Picture Credit: Annu Jalais
The migrant crisis that followed the pandemic was not just a failure of the government to understand migrant lives or public policy’s disconnect with their reality. Rather, it was a failure of public imagination. Despite the economy resting on the underpaid labour of scores of migrant workers, their lives remain invisible. Obscuring migrant workers' lives has become an effective reason for not granting them social security and denying them basic human rights. The shutting of borders and restrictions on mobility due to the pandemic meant migrant workers from coastal spaces across Indian Ocean countries, were stranded far from their coastal homes, often without access to paid labour and little access to social security.
Migrant workers have been moving between places historically. Yet, in the postcolonial world they are framed as illegitimate bodies. The lack of understanding of the lives of migrant workers has been reflected in the numerous news reports, academic as well as policy discourse. Their complex lives have been reduced to the binary templates of victimhood or capacity for endurance. This erasure of their existence outside this “crisis” mode is dehumanizing and alienating.
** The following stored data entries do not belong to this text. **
mod batch;
mod cleaning;
mod cli;
mod error;
mod export;
mod fmt;
mod health;
mod logging;
mod metrics;
mod models;
mod parser;
mod reports;
mod settings;
mod taxonomy;
#[cfg(test)]
mod testutil;
mod tokenizer;
mod validator;

use clap::Parser;

use cli::{Cli, Commands, ConfigCommands, ReportCommands};

fn main() {
    let cli = Cli::parse();
    logging::init_tracing(cli.verbose);

    let result = match cli.command {
        Commands::Import {
            file,
            strict,
            delimiter,
            json,
        } => cli::import::run(&file, strict, delimiter, json),
        Commands::Validate { file, json } => cli::validate::run(&file, json),
        Commands::Clean {
            file,
            include_critical,
            exclude_errors,
            exclude_warnings,
            output,
        } => cli::clean::run(
            &file,
            include_critical,
            exclude_errors,
            exclude_warnings,
            output.as_deref(),
        ),
        Commands::Report { command } => match command {
            ReportCommands::Categories { file, json } => cli::report::categories(&file, json),
            ReportCommands::Accounts { file, json } => cli::report::accounts(&file, json),
            ReportCommands::Months { file, json } => cli::report::months(&file, json),
        },
        Commands::Health { file, fixed, json } => cli::health::run(&file, fixed, json),
        Commands::Demo { output } => cli::demo::run(output.as_deref()),
        Commands::Config { command } => match command {
            ConfigCommands::Show => cli::config::show(),
            ConfigCommands::Taxonomy => cli::config::taxonomy(),
            ConfigCommands::SetFixed { categories } => cli::config::set_fixed(categories),
            ConfigCommands::SetTaxonomy { path } => cli::config::set_taxonomy(&path),
        },
    };

    if let Err(e) = result {
        eprintln!("Error: {e}");
        std::process::exit(1);
    }
}
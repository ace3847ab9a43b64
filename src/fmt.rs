/// Format a float with two decimals and thousands separators: 1,234.56
pub fn amount(val: f64) -> String {
    let negative = val < 0.0;
    let fixed = format!("{:.2}", val.abs());
    let (int_part, dec_part) = fixed.split_once('.').unwrap_or((&fixed, "00"));

    let mut with_commas = String::new();
    for (i, c) in int_part.chars().rev().enumerate() {
        if i > 0 && i % 3 == 0 {
            with_commas.push(',');
        }
        with_commas.push(c);
    }
    let with_commas: String = with_commas.chars().rev().collect();

    if negative && fixed != "0.00" {
        format!("-{with_commas}.{dec_part}")
    } else {
        format!("{with_commas}.{dec_part}")
    }
}

/// 0-100 value as a one-decimal percentage.
pub fn pct(val: f64) -> String {
    format!("{val:.1}%")
}

/// 0-1 ratio as a one-decimal percentage.
pub fn ratio(val: f64) -> String {
    pct(val * 100.0)
}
Locating itself in this gap, this project titled 'Migration Diaries' attempts to curate stories of migrants' lives and worlds beyond the binaries of tragedy and resilience, through a revisting of their experiences of the pandemic. As the project was designed keeping COVID restrictions in mind, we had to collaborate with collectives and organizations working on ground. We have been conducting workshops with our collaborators to build their capacity of collecting stories of migration. We hope to further contextualise these insights within broader academic, policy and popular discourses on distress migration.